— Stored data —
========================================

//! Run-level configuration.

use std::path::{Path, PathBuf};

use anyhow::Context;
use serde::{Deserialize, Serialize};

/// How per-unit output is materialized.
#[derive(Debug, Clone, Copy, PartialEq, Eq, Serialize, Deserialize)]
#[serde(rename_all = "kebab-case")]
pub enum OutputPolicy {
    /// One file per visible compilation unit, pathed from its qualified name.
    ClassesAsFiles,
    /// All visible units concatenated into one application bundle.
    SingleBundle,
}

/// Configuration for one generation run.
#[derive(Debug, Clone, Serialize, Deserialize)]
#[serde(rename_all = "camelCase")]
pub struct TargetSettings {
    pub output_policy: OutputPolicy,
    pub base_path: PathBuf,
    /// Bundle artifact name; unused under [`OutputPolicy::ClassesAsFiles`].
    #[serde(default)]
    pub app_name: String,
    /// Units whose qualified name starts with any of these prefixes are the
    /// toolchain's own support code and never re-emitted as user code.
    #[serde(default = "default_excluded_prefixes")]
    pub excluded_namespace_prefixes: Vec<String>,
    #[serde(default = "default_extension")]
    pub extension: String,
}

fn default_excluded_prefixes() -> Vec<String> {
    vec!["as3".into(), "guice".into()]
}

fn default_extension() -> String {
    "js".into()
}

impl TargetSettings {
    pub fn new(output_policy: OutputPolicy, base_path: impl Into<PathBuf>) -> Self {
        Self {
            output_policy,
            base_path: base_path.into(),
            app_name: String::new(),
            excluded_namespace_prefixes: default_excluded_prefixes(),
            extension: default_extension(),
        }
    }

    pub fn with_app_name(mut self, app_name: impl Into<String>) -> Self {
        self.app_name = app_name.into();
        self
    }

    pub fn load(path: &Path) -> anyhow::Result<Self> {
        let text = std::fs::read_to_string(path)
            .with_context(|| format!("failed to read settings file {}", path.display()))?;
        serde_json::from_str(&text)
            .with_context(|| format!("failed to parse settings file {}", path.display()))
    }
}
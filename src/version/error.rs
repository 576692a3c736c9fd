use thiserror::Error;

#[derive(Debug, Error)]
pub enum SourceError {
    #[error("Network error: {0}")]
    Network(#[from] reqwest::Error),

    #[error("Rate limited: retry after {retry_after_secs:?} seconds")]
    RateLimited { retry_after_secs: Option<u64> },

    #[error("Chart not found: {0}")]
    NotFound(String),

    #[error("Source unavailable: {0}")]
    Unavailable(String),

    #[error("Lookup timed out after {0} ms")]
    Timeout(u64),

    #[error("Failed to run lookup command: {0}")]
    Io(#[from] std::io::Error),
}

impl SourceError {
    /// Whether a retry has a reasonable chance of succeeding
    pub fn is_transient(&self) -> bool {
        match self {
            SourceError::Network(e) => e.is_timeout() || e.is_connect() || e.is_request(),
            SourceError::RateLimited { .. } | SourceError::Timeout(_) => true,
            SourceError::NotFound(_) | SourceError::Unavailable(_) | SourceError::Io(_) => false,
        }
    }
}
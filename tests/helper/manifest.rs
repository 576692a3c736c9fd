//! Manifest fixtures on disk

use std::path::{Path, PathBuf};

use tempfile::TempDir;

/// Write `content` to `<root>/<relative>`, creating parent directories
pub fn write_manifest(root: &Path, relative: &str, content: &str) -> PathBuf {
    let path = root.join(relative);
    if let Some(parent) = path.parent() {
        std::fs::create_dir_all(parent).unwrap();
    }
    std::fs::write(&path, content).unwrap();
    path
}

/// Temporary directory holding one manifest per `(relative path, content)` pair
pub fn create_manifest_tree(manifests: &[(&str, &str)]) -> (TempDir, Vec<PathBuf>) {
    let temp_dir = TempDir::new().unwrap();
    let paths = manifests
        .iter()
        .map(|(relative, content)| write_manifest(temp_dir.path(), relative, content))
        .collect();
    (temp_dir, paths)
}
//! Orchestration behind the two binaries

pub mod compare;
pub mod update;

use std::sync::Arc;

use anyhow::Context;

use crate::config::{AuditConfig, SourceKind};
use crate::version::sources::create_source;
use crate::version::{LookupOptions, Reconciler, VersionSource};

/// Build a reconciler from the configuration, with an optional source override
pub fn build_reconciler(config: &AuditConfig, kind: Option<SourceKind>) -> anyhow::Result<Reconciler> {
    let mut source_config = config.source.clone();
    if let Some(kind) = kind {
        source_config.kind = kind;
    }

    let source: Arc<dyn VersionSource> =
        create_source(&source_config).context("Failed to create version source")?;
    Ok(Reconciler::new(source, LookupOptions::from(&config.lookup)))
}
//! Multi-manifest comparison report
//!
//! - [`table`]: builds the chart x manifest table from resolutions
//! - [`render`]: turns a table into terminal or HTML output

pub mod render;
pub mod table;

pub use render::{Highlighter, OutputFormat, render};
pub use table::{PLACEHOLDER, ReportTable, build_table};
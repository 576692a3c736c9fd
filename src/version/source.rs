//! Version source trait for looking up the versions of a chart

#[cfg(test)]
use mockall::automock;

use crate::config::SourceKind;
use crate::version::error::SourceError;
use crate::version::types::VersionCandidate;

/// Trait for querying an external source for the versions of a chart
#[cfg_attr(test, automock)]
#[async_trait::async_trait]
pub trait VersionSource: Send + Sync {
    /// Returns the kind of source this implementation wraps
    fn kind(&self) -> SourceKind;

    /// Fetches the candidate versions for a chart
    ///
    /// # Arguments
    /// * `chart` - Normalized chart key (e.g., "bitnami/nginx")
    ///
    /// # Returns
    /// * `Ok(Vec<VersionCandidate>)` - Candidates in source order; empty when the
    ///   source answered with nothing usable
    /// * `Err(SourceError)` - If the source could not be reached or refused the query
    async fn query(&self, chart: &str) -> Result<Vec<VersionCandidate>, SourceError>;
}
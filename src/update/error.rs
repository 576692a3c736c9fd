use std::path::PathBuf;

use thiserror::Error;

use crate::manifest::ManifestError;

#[derive(Debug, Error)]
pub enum UpdateError {
    #[error(transparent)]
    Manifest(#[from] ManifestError),

    #[error("Failed to write {path:?}: {source}")]
    Write {
        path: PathBuf,
        #[source]
        source: std::io::Error,
    },
}
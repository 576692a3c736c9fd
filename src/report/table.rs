//! Comparison table across manifests

use std::collections::BTreeMap;

use chrono::{DateTime, Utc};

use crate::manifest::ManifestSource;
use crate::version::resolution::Resolution;

/// Rendered for a chart a manifest does not declare, or an unknown latest version
pub const PLACEHOLDER: &str = "-";

pub const CHART_HEADER: &str = "Chart";
pub const LATEST_HEADER: &str = "Latest Version";
pub const AGE_LABEL: &str = "Last modified";

#[derive(Debug, Clone, PartialEq, Eq)]
pub struct Cell {
    pub text: String,
    /// Declared version differs from the known latest version
    pub different: bool,
}

impl Cell {
    fn plain(text: impl Into<String>) -> Self {
        Self {
            text: text.into(),
            different: false,
        }
    }
}

#[derive(Debug, Clone, PartialEq, Eq)]
pub struct ReportRow {
    pub chart: String,
    pub latest: Cell,
    /// One cell per manifest, in manifest order
    pub cells: Vec<Cell>,
}

#[derive(Debug, Clone, PartialEq, Eq)]
pub struct ReportTable {
    pub headers: Vec<String>,
    /// Per-manifest age of the source file, aligned with the manifest columns
    pub age_row: Option<Vec<String>>,
    pub rows: Vec<ReportRow>,
}

/// Build the comparison table.
///
/// `resolutions` holds one resolution per manifest for every chart, aligned
/// with `sources`. Rows come out sorted by chart name (ordinal). The age row is
/// included when `age_reference` is given.
pub fn build_table(
    sources: &[ManifestSource],
    resolutions: &BTreeMap<String, Vec<Resolution>>,
    age_reference: Option<DateTime<Utc>>,
) -> ReportTable {
    let headers = [CHART_HEADER.to_string(), LATEST_HEADER.to_string()]
        .into_iter()
        .chain(sources.iter().map(|s| s.label.clone()))
        .collect();

    let age_row = age_reference.map(|now| {
        sources
            .iter()
            .map(|s| {
                s.last_modified
                    .map_or_else(|| PLACEHOLDER.to_string(), |modified| format_age(now - modified))
            })
            .collect()
    });

    let rows = resolutions
        .iter()
        .map(|(chart, per_manifest)| build_row(chart, per_manifest, sources.len()))
        .collect();

    ReportTable {
        headers,
        age_row,
        rows,
    }
}

fn build_row(chart: &str, per_manifest: &[Resolution], columns: usize) -> ReportRow {
    let latest_version = per_manifest
        .iter()
        .find_map(|r| r.latest_version.as_deref());

    let cells = (0..columns)
        .map(|i| match per_manifest.get(i).and_then(|r| r.declared.as_str()) {
            Some(version) => Cell {
                text: version.to_string(),
                different: latest_version.is_some_and(|latest| latest != version),
            },
            None => Cell::plain(PLACEHOLDER),
        })
        .collect();

    ReportRow {
        chart: chart.to_string(),
        latest: Cell::plain(latest_version.unwrap_or(PLACEHOLDER)),
        cells,
    }
}

/// Coarse human-readable age: `just now`, `5 minutes ago`, `3 days ago`
pub fn format_age(age: chrono::TimeDelta) -> String {
    let (value, unit) = if age.num_days() > 0 {
        (age.num_days(), "day")
    } else if age.num_hours() > 0 {
        (age.num_hours(), "hour")
    } else if age.num_minutes() > 0 {
        (age.num_minutes(), "minute")
    } else {
        return "just now".to_string();
    };

    let plural = if value == 1 { "" } else { "s" };
    format!("{value} {unit}{plural} ago")
}
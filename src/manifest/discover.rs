//! Default manifest discovery: `*/system/helmfile.yaml` under a root

use std::path::{Path, PathBuf};

/// Path of a cluster's manifest relative to its directory
pub const MANIFEST_LAYOUT: &[&str] = &["system", "helmfile.yaml"];

/// Find every `<dir>/system/helmfile.yaml` directly below `root`, sorted.
///
/// Paths are returned relative to `root` when `root` is `.`, so the first
/// component names the cluster.
pub fn discover_manifests(root: &Path) -> std::io::Result<Vec<PathBuf>> {
    let mut found = Vec::new();

    for entry in std::fs::read_dir(root)? {
        let entry = entry?;
        if !entry.file_type()?.is_dir() {
            continue;
        }

        let mut relative = PathBuf::from(entry.file_name());
        relative.extend(MANIFEST_LAYOUT);

        let candidate = if root == Path::new(".") {
            relative
        } else {
            root.join(relative)
        };
        if candidate.is_file() {
            found.push(candidate);
        }
    }

    found.sort();
    Ok(found)
}

/// Report mode only accepts YAML files
pub fn is_yaml_path(path: &Path) -> bool {
    path.extension()
        .and_then(|ext| ext.to_str())
        .is_some_and(|ext| matches!(ext, "yaml" | "yml"))
}
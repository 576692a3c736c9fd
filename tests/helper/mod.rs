#![allow(dead_code)]

pub mod manifest;
pub mod source;

pub use manifest::*;
pub use source::*;
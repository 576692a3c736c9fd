//! Compare chart versions across helmfile manifests

use std::path::{Path, PathBuf};

use anyhow::Context;
use clap::Parser;
use colored::Colorize;

use helmfile_audit::commands::build_reconciler;
use helmfile_audit::commands::compare::{self, CompareOptions};
use helmfile_audit::config::{self, AuditConfig, SourceKind};
use helmfile_audit::logging;
use helmfile_audit::manifest::discover_manifests;
use helmfile_audit::report::OutputFormat;

#[derive(Parser)]
#[command(name = "helmfile-compare")]
#[command(version, about = "Compare chart versions across helmfile manifests")]
struct Cli {
    /// Manifests to compare (default: */system/helmfile.yaml)
    paths: Vec<PathBuf>,

    /// Output format
    #[arg(long, value_enum, default_value_t = OutputFormat::Text)]
    format: OutputFormat,

    /// Version source, overriding the config file
    #[arg(long, value_enum)]
    source: Option<SourceKind>,

    /// Add a row with each manifest's last-modified age
    #[arg(long)]
    age: bool,

    /// Mirror debug logs to stderr
    #[arg(short, long)]
    verbose: bool,
}

fn main() {
    if let Err(e) = run() {
        eprintln!("{}: {:#}", "error".red().bold(), e);
        std::process::exit(1);
    }
}

fn run() -> anyhow::Result<()> {
    let cli = Cli::parse();
    let config = AuditConfig::load()?;
    let _guard = logging::init(&config.logging, &config::data_dir(), cli.verbose)?;

    let paths = if cli.paths.is_empty() {
        discover_manifests(Path::new(".")).context("Failed to discover manifests")?
    } else {
        cli.paths
    };

    let reconciler = build_reconciler(&config, cli.source)?;
    let options = CompareOptions {
        format: cli.format,
        show_age: cli.age,
    };

    let report = tokio::runtime::Builder::new_multi_thread()
        .enable_all()
        .build()?
        .block_on(compare::run(&paths, &reconciler, &options))?;

    println!("{}", report);
    Ok(())
}
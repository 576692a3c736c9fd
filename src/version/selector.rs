//! Latest stable version selection
//!
//! Ranking uses the tuple of decimal-digit runs in a version string, so
//! `1.10.0` beats `1.9.0` and `v1.2` compares the same as `1.2`. Tuples compare
//! lexicographically without zero padding: `(1, 2)` < `(1, 2, 0)`.

use std::sync::LazyLock;

use regex::Regex;

use crate::version::types::VersionCandidate;

/// Substrings marking a version as not production-ready regardless of what
/// the source reported
pub const PRERELEASE_MARKERS: &[&str] = &["-pre", "-beta", "-rc"];

static DIGIT_RUNS: LazyLock<Regex> =
    LazyLock::new(|| Regex::new(r"\d+").expect("digit run pattern is valid"));

/// Extract the numeric ranking key: `1.12.4-alpha` -> `[1, 12, 4]`
pub fn numeric_tuple(version: &str) -> Vec<u64> {
    DIGIT_RUNS
        .find_iter(version)
        .map(|m| m.as_str().parse().unwrap_or(u64::MAX))
        .collect()
}

/// Whether the candidate is a prerelease by flag or by version marker
pub fn is_prerelease(candidate: &VersionCandidate) -> bool {
    if candidate.prerelease {
        return true;
    }
    let version = candidate.version.to_ascii_lowercase();
    PRERELEASE_MARKERS
        .iter()
        .any(|marker| version.contains(marker))
}

/// Pick the latest stable candidate.
///
/// Prereleases are dropped, the greatest numeric tuple wins and ties keep the
/// first-seen candidate. When nothing survives, a fallback candidate offered by
/// the source is returned as is.
pub fn select_latest(candidates: &[VersionCandidate]) -> Option<&VersionCandidate> {
    let mut best: Option<(&VersionCandidate, Vec<u64>)> = None;

    for candidate in candidates.iter().filter(|c| !is_prerelease(c)) {
        let key = numeric_tuple(&candidate.version);
        if best.as_ref().is_none_or(|(_, best_key)| key > *best_key) {
            best = Some((candidate, key));
        }
    }

    best.map(|(candidate, _)| candidate)
        .or_else(|| candidates.iter().find(|c| c.fallback))
}
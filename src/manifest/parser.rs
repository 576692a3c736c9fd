//! helmfile.yaml parser
//!
//! Parses with tree-sitter so every release keeps the byte span of its version
//! value. The original text is never reserialized; the updater only inserts
//! comments at offsets recorded here.

use std::ops::Range;

use tracing::warn;

/// Error type for parsing operations
#[derive(Debug, thiserror::Error)]
pub enum ParseError {
    /// Failed to parse the file structure
    #[error("Failed to parse file: {0}")]
    ParseFailed(String),

    /// Invalid syntax in the file
    #[error("Invalid syntax: {0}")]
    InvalidSyntax(String),

    /// The document is YAML but not a key/value manifest
    #[error("Unexpected document shape: {0}")]
    UnexpectedShape(String),

    /// Tree-sitter related error
    #[error("Tree-sitter error: {0}")]
    TreeSitter(String),
}

/// A `releases` item as written, before the extraction rule is applied
#[derive(Debug, Clone, PartialEq, Eq)]
pub struct ReleaseEntry {
    /// `chart` value with quotes removed
    pub chart: Option<String>,
    /// `version` value with quotes removed
    pub version: Option<String>,
    /// Byte range of the `version` value node (quotes included)
    pub version_span: Option<Range<usize>>,
    /// Line number of the version value (0-indexed)
    pub version_line: Option<usize>,
}

/// Parsed manifest: the untouched text plus the positions the updater needs
#[derive(Debug, Clone, PartialEq, Eq)]
pub struct HelmfileDocument {
    content: String,
    entries: Vec<ReleaseEntry>,
    releases_keys: Vec<usize>,
}

impl HelmfileDocument {
    pub fn content(&self) -> &str {
        &self.content
    }

    pub fn entries(&self) -> &[ReleaseEntry] {
        &self.entries
    }

    /// Byte offsets of every top-level `releases` key, in document order
    pub fn releases_keys(&self) -> &[usize] {
        &self.releases_keys
    }
}

/// Parser for helmfile release manifests
pub struct HelmfileParser;

impl HelmfileParser {
    pub fn parse(&self, content: &str) -> Result<HelmfileDocument, ParseError> {
        let mut parser = tree_sitter::Parser::new();
        let language = tree_sitter_yaml::LANGUAGE;
        parser.set_language(&language.into()).map_err(|e| {
            warn!("Failed to set YAML language for tree-sitter: {}", e);
            ParseError::TreeSitter(e.to_string())
        })?;

        let tree = parser.parse(content, None).ok_or_else(|| {
            warn!("Failed to parse YAML content");
            ParseError::ParseFailed("Failed to parse YAML".to_string())
        })?;

        let root = tree.root_node();
        if root.has_error() {
            let line = first_error(root).map_or(0, |node| node.start_position().row);
            return Err(ParseError::InvalidSyntax(format!(
                "YAML error near line {}",
                line + 1
            )));
        }

        let mut document = HelmfileDocument {
            content: content.to_string(),
            entries: Vec::new(),
            releases_keys: Vec::new(),
        };

        let mut cursor = root.walk();
        for node in root.children(&mut cursor) {
            if node.kind() == "document" {
                self.collect_document(node, content, &mut document)?;
            }
        }

        Ok(document)
    }

    /// Extract releases from one YAML document
    ///
    /// YAML tree structure for a helmfile:
    /// ```text
    /// stream
    ///   document
    ///     block_node
    ///       block_mapping
    ///         block_mapping_pair          <- "releases: ..."
    ///           flow_node                 <- key: "releases"
    ///           block_node
    ///             block_sequence
    ///               block_sequence_item   <- "- chart: ..."
    ///                 block_node
    ///                   block_mapping
    ///                     block_mapping_pair    <- "chart: bitnami/nginx"
    ///                     block_mapping_pair    <- TARGET: "version: 15.0.0"
    /// ```
    fn collect_document(
        &self,
        node: tree_sitter::Node,
        content: &str,
        document: &mut HelmfileDocument,
    ) -> Result<(), ParseError> {
        let mut cursor = node.walk();
        let body = node
            .named_children(&mut cursor)
            .find(|child| child.kind() != "comment");

        // An empty document carries no releases
        let Some(body) = body else {
            return Ok(());
        };

        let Some(mapping) = unwrap_to(body, &["block_mapping", "flow_mapping"]) else {
            return Err(ParseError::UnexpectedShape(format!(
                "top level of line {} is not a mapping",
                body.start_position().row + 1
            )));
        };

        for pair in mapping_pairs(mapping) {
            let Some(key_node) = pair.child_by_field_name("key") else {
                continue;
            };
            if self.get_node_text(key_node, content) != "releases" {
                continue;
            }

            document.releases_keys.push(key_node.start_byte());

            let Some(value_node) = pair.child_by_field_name("value") else {
                continue;
            };
            let Some(sequence) = unwrap_to(value_node, &["block_sequence", "flow_sequence"])
            else {
                if is_null(value_node, content) {
                    continue;
                }
                return Err(ParseError::UnexpectedShape(format!(
                    "releases on line {} is not a sequence",
                    key_node.start_position().row + 1
                )));
            };

            for item in sequence_items(sequence) {
                match unwrap_to(item, &["block_mapping", "flow_mapping"]) {
                    Some(release) => document
                        .entries
                        .push(self.parse_release(release, content)),
                    None => warn!(
                        "Skipping non-mapping release on line {}",
                        item.start_position().row + 1
                    ),
                }
            }
        }

        Ok(())
    }

    /// Parse a single release mapping (chart + version + anything else)
    fn parse_release(&self, node: tree_sitter::Node, content: &str) -> ReleaseEntry {
        let mut entry = ReleaseEntry {
            chart: None,
            version: None,
            version_span: None,
            version_line: None,
        };

        for pair in mapping_pairs(node) {
            let (Some(key_node), Some(value_node)) = (
                pair.child_by_field_name("key"),
                pair.child_by_field_name("value"),
            ) else {
                continue;
            };

            let key = self.get_node_text(key_node, content);
            if matches!(key.as_str(), "chart" | "version")
                && unwrap_to(value_node, SCALAR_KINDS).is_none()
            {
                warn!(
                    "Ignoring non-scalar {} on line {}",
                    key,
                    value_node.start_position().row + 1
                );
                continue;
            }

            match key.as_str() {
                "chart" => entry.chart = Some(self.get_node_text(value_node, content)),
                "version" => {
                    entry.version = Some(self.get_node_text(value_node, content));
                    entry.version_span = Some(value_node.byte_range());
                    entry.version_line = Some(value_node.start_position().row);
                }
                _ => {}
            }
        }

        entry
    }

    /// Get text content of a node, removing quotes if present
    fn get_node_text(&self, node: tree_sitter::Node, content: &str) -> String {
        let text = &content[node.byte_range()];
        text.trim()
            .trim_start_matches('"')
            .trim_end_matches('"')
            .trim_start_matches('\'')
            .trim_end_matches('\'')
            .to_string()
    }
}

/// Single-line scalar node kinds; block scalars (`|`, `>`) are not accepted
const SCALAR_KINDS: &[&str] = &["plain_scalar", "double_quote_scalar", "single_quote_scalar"];

/// Descend through `block_node`/`flow_node` wrappers (and any anchor or tag)
/// to the first child of one of the given kinds.
fn unwrap_to<'tree>(
    node: tree_sitter::Node<'tree>,
    kinds: &[&str],
) -> Option<tree_sitter::Node<'tree>> {
    if kinds.contains(&node.kind()) {
        return Some(node);
    }
    if !matches!(node.kind(), "block_node" | "flow_node") {
        return None;
    }
    let mut cursor = node.walk();
    let found = node
        .named_children(&mut cursor)
        .find(|child| kinds.contains(&child.kind()));
    found
}

fn mapping_pairs(mapping: tree_sitter::Node<'_>) -> Vec<tree_sitter::Node<'_>> {
    let mut cursor = mapping.walk();
    mapping
        .named_children(&mut cursor)
        .filter(|child| matches!(child.kind(), "block_mapping_pair" | "flow_pair"))
        .collect()
}

fn sequence_items(sequence: tree_sitter::Node<'_>) -> Vec<tree_sitter::Node<'_>> {
    let mut cursor = sequence.walk();
    let children: Vec<_> = sequence.named_children(&mut cursor).collect();

    children
        .into_iter()
        .filter_map(|child| match child.kind() {
            "block_sequence_item" => {
                let mut inner = child.walk();
                let item = child
                    .named_children(&mut inner)
                    .find(|n| n.kind() != "comment");
                item
            }
            "flow_node" => Some(child),
            _ => None,
        })
        .collect()
}

fn is_null(node: tree_sitter::Node, content: &str) -> bool {
    matches!(
        content[node.byte_range()].trim(),
        "" | "~" | "null" | "Null" | "NULL"
    )
}

fn first_error(node: tree_sitter::Node<'_>) -> Option<tree_sitter::Node<'_>> {
    if node.is_error() || node.is_missing() {
        return Some(node);
    }
    if !node.has_error() {
        return None;
    }
    let mut cursor = node.walk();
    let children: Vec<_> = node.children(&mut cursor).collect();
    children.into_iter().find_map(first_error)
}
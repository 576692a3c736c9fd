//! Version lookup and reconciliation layer
//!
//! # Architecture
//!
//! ```text
//! ┌──────────────┐     ┌─────────────┐     ┌──────────────┐
//! │ VersionSource│────▶│  Selector   │────▶│  Reconciler  │
//! │   (query)    │     │ (latest)    │     │ (resolutions)│
//! └──────────────┘     └─────────────┘     └──────────────┘
//!        │
//!        ▼
//! ┌──────────────────────────┐
//! │ Sources (Artifact Hub,   │
//! │  helm search repo)       │
//! └──────────────────────────┘
//! ```
//!
//! # Modules
//!
//! - [`source`]: Source trait for fetching candidate versions of a chart
//! - [`sources`]: Concrete sources (Artifact Hub API, local helm index)
//! - [`selector`]: Latest stable version selection by numeric tuple
//! - [`resolution`]: Declared vs. latest result per chart and manifest
//! - [`engine`]: Concurrent, deduplicated reconciliation across manifests
//! - [`error`]: Error types for source lookups
//! - [`types`]: Common types like `VersionCandidate`

pub mod engine;
pub mod error;
pub mod resolution;
pub mod selector;
pub mod source;
pub mod sources;
pub mod types;

pub use engine::{LookupOptions, Reconciler};
pub use resolution::{DeclaredVersion, Resolution};
pub use selector::select_latest;
pub use source::VersionSource;
pub use types::VersionCandidate;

========================================

— Instructions for the task —
Search the material for the word "OutputFormat" and copy each line where it occurs.

— Written response —
pub use render::{Highlighter, OutputFormat, render};
use helmfile_audit::report::OutputFormat;
    #[arg(long, value_enum, default_value_t = OutputFormat::Text)]
    format: OutputFormat,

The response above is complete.